(Stored data)
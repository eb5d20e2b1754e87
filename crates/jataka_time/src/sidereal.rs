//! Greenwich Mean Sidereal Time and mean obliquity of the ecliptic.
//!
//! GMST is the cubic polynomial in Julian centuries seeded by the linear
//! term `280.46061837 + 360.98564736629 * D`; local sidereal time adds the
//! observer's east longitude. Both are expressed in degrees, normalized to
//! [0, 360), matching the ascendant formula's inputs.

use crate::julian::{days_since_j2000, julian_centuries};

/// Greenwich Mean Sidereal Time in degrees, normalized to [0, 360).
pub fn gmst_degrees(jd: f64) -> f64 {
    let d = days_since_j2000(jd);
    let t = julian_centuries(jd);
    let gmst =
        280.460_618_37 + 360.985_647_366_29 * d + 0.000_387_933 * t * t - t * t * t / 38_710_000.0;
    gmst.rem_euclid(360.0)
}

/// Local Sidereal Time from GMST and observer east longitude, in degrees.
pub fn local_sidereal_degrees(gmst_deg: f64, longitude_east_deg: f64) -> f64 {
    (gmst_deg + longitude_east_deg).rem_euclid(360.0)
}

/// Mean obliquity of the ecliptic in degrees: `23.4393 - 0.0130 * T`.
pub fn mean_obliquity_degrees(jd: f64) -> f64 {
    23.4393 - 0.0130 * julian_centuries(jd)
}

...

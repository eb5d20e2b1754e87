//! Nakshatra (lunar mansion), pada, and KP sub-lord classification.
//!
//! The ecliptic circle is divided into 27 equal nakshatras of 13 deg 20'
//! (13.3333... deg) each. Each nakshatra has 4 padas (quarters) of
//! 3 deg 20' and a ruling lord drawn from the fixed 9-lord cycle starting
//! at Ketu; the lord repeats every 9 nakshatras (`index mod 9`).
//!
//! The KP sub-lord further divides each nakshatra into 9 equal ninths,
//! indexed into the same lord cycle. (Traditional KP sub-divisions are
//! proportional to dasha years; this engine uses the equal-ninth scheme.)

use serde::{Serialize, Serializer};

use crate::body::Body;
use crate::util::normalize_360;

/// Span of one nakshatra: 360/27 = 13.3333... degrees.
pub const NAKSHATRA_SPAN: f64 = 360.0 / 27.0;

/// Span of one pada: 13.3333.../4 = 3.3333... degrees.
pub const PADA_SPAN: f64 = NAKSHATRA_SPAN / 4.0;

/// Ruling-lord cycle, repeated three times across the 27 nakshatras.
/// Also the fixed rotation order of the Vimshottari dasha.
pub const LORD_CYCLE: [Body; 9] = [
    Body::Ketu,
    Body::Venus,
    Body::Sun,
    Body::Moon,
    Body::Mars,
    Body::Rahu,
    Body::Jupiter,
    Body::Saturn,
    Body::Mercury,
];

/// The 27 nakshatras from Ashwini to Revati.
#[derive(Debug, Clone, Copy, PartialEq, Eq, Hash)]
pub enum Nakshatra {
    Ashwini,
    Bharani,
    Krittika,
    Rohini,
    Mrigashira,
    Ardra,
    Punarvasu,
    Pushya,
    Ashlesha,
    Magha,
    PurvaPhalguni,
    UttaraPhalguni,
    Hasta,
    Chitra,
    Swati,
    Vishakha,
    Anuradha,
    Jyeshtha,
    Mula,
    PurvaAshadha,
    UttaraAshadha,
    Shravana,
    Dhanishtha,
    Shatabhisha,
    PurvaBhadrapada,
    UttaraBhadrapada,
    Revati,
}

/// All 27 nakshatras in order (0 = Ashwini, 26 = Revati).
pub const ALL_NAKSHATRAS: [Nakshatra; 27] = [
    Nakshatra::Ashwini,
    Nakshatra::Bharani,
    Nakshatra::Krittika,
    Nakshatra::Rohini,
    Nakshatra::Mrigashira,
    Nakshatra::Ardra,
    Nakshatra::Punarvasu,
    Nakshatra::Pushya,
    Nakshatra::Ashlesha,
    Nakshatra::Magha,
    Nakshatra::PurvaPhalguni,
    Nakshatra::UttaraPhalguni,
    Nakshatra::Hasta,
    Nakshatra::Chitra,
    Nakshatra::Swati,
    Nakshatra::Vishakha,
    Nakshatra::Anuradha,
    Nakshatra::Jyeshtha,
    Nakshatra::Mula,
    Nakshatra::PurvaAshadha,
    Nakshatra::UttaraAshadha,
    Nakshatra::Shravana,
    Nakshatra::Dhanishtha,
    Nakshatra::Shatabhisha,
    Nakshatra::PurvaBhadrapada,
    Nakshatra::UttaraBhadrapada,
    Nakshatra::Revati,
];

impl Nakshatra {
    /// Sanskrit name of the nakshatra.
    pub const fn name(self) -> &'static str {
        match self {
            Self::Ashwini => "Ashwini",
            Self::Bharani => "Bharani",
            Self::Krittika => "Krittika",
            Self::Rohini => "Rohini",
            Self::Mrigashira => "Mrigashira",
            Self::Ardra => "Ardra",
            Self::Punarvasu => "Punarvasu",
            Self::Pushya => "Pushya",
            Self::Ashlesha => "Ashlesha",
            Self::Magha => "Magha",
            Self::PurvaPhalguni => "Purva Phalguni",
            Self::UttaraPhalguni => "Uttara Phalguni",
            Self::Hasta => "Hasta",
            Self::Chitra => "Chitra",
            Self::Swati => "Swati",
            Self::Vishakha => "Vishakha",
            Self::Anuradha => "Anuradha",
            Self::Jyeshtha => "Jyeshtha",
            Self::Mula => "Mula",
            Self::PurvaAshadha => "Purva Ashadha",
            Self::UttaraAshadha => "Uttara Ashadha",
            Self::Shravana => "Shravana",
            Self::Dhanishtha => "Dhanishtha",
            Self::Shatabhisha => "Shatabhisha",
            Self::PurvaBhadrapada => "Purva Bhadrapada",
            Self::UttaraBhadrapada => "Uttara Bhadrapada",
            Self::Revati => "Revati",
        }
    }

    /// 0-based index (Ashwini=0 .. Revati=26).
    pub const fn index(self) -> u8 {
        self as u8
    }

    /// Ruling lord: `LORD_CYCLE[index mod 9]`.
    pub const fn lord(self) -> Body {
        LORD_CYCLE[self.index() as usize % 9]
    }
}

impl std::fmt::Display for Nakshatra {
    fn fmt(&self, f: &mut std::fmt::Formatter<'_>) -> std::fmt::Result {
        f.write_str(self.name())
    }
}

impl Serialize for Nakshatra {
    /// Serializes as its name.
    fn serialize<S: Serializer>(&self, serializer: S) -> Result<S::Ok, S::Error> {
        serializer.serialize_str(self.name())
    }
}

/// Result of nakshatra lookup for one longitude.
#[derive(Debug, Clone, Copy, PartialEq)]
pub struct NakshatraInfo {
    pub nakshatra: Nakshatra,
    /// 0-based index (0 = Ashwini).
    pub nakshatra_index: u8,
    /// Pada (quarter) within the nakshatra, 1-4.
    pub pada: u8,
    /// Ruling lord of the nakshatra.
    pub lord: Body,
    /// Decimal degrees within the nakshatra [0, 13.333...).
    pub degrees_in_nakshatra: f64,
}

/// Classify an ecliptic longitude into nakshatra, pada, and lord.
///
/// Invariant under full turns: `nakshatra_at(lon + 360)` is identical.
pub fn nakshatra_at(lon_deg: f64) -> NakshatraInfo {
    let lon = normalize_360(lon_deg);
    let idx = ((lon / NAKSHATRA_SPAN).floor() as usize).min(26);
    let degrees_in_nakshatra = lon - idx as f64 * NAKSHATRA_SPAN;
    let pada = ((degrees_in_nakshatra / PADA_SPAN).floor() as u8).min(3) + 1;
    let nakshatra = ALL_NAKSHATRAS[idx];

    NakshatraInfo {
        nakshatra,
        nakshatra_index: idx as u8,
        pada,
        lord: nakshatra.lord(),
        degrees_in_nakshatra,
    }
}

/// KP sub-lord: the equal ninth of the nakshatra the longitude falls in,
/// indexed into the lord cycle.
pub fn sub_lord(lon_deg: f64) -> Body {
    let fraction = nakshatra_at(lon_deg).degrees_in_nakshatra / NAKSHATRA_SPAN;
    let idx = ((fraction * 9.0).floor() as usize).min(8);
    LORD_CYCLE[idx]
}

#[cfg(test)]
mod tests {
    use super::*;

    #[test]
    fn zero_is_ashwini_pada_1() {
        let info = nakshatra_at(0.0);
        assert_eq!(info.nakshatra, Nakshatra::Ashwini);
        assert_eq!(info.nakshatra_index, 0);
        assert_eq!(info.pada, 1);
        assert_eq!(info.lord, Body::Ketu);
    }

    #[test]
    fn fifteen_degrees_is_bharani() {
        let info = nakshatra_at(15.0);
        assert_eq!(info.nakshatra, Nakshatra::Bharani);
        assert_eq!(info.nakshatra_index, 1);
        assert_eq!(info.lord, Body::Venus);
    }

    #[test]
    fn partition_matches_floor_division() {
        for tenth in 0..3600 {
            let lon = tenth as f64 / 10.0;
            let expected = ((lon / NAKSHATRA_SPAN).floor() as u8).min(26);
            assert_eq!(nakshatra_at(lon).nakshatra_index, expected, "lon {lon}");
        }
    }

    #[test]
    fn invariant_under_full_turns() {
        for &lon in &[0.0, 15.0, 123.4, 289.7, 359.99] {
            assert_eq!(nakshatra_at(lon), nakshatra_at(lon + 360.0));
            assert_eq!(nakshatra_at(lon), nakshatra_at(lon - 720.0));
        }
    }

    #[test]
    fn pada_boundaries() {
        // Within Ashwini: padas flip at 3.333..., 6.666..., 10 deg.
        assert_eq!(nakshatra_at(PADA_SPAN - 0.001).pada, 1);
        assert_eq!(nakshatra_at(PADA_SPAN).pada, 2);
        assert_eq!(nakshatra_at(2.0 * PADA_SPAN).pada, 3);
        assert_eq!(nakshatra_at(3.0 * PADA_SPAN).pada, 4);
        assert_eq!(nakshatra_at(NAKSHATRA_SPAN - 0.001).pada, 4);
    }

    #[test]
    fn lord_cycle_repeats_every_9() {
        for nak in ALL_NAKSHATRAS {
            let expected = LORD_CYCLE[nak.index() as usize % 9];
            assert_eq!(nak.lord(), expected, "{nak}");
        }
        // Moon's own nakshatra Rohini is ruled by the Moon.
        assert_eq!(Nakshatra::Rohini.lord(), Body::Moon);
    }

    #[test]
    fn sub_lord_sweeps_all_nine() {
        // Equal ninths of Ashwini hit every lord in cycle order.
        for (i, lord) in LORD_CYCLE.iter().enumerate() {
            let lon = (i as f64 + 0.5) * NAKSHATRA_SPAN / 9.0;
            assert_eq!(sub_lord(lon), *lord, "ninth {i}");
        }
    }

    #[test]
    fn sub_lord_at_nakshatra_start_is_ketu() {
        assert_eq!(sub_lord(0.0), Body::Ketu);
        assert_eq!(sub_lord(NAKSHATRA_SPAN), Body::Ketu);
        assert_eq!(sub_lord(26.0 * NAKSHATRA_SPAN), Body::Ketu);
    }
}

==

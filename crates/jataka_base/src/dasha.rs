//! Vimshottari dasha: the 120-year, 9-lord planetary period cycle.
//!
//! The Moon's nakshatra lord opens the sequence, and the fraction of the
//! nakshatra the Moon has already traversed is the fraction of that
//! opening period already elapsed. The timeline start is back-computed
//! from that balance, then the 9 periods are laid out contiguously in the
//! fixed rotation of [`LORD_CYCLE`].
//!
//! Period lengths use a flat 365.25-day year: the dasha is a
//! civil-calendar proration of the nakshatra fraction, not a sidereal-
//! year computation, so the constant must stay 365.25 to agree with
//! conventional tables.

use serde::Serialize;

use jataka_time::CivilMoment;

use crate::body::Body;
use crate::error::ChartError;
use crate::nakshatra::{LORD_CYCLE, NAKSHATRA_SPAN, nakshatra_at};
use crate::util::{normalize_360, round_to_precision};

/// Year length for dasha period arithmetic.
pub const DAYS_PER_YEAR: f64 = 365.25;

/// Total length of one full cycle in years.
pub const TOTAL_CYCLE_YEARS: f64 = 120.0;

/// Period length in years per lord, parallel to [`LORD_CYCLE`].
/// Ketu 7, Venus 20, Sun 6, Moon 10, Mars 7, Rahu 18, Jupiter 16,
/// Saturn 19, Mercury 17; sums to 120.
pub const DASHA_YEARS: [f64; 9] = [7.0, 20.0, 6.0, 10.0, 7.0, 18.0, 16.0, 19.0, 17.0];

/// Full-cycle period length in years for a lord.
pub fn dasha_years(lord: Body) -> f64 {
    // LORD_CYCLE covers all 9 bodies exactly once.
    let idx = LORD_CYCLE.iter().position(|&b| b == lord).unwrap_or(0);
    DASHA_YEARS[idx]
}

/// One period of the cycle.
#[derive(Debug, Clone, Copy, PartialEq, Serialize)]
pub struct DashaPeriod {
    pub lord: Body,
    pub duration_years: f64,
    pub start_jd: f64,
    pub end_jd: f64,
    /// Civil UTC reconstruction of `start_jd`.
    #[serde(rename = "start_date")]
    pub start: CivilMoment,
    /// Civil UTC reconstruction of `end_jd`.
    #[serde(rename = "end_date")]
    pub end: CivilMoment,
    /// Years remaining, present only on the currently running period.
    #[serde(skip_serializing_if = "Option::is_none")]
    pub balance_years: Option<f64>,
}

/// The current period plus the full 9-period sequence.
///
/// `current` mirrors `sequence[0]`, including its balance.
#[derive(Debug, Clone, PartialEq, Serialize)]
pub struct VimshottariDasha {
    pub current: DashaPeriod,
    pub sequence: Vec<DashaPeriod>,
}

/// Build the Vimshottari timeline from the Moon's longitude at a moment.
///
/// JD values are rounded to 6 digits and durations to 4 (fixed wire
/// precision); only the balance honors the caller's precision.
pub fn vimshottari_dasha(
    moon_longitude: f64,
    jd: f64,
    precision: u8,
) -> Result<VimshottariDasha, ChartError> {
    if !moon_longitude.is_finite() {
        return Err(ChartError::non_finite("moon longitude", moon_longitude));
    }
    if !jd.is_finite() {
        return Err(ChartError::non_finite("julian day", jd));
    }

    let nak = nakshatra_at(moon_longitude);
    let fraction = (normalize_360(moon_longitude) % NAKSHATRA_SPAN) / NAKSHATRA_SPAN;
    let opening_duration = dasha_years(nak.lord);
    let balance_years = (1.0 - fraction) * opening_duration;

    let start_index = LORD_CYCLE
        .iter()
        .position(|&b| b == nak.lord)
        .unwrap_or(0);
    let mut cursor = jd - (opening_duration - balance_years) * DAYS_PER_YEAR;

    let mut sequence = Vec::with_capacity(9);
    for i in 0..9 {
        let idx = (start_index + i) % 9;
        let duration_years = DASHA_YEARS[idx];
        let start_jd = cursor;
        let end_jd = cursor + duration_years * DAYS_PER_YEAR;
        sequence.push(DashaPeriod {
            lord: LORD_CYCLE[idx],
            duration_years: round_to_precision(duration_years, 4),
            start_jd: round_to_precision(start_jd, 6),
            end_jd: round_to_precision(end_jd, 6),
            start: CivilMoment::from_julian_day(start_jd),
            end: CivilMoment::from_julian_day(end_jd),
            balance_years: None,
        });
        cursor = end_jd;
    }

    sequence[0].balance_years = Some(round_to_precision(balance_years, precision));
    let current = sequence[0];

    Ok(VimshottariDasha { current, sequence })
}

▸ **EXERCISE REQUIREMENTS**:
Your answer should be only the number of lines, in the entries above, that include "indexed".

▸ **REPLY TO THE TASK**:
2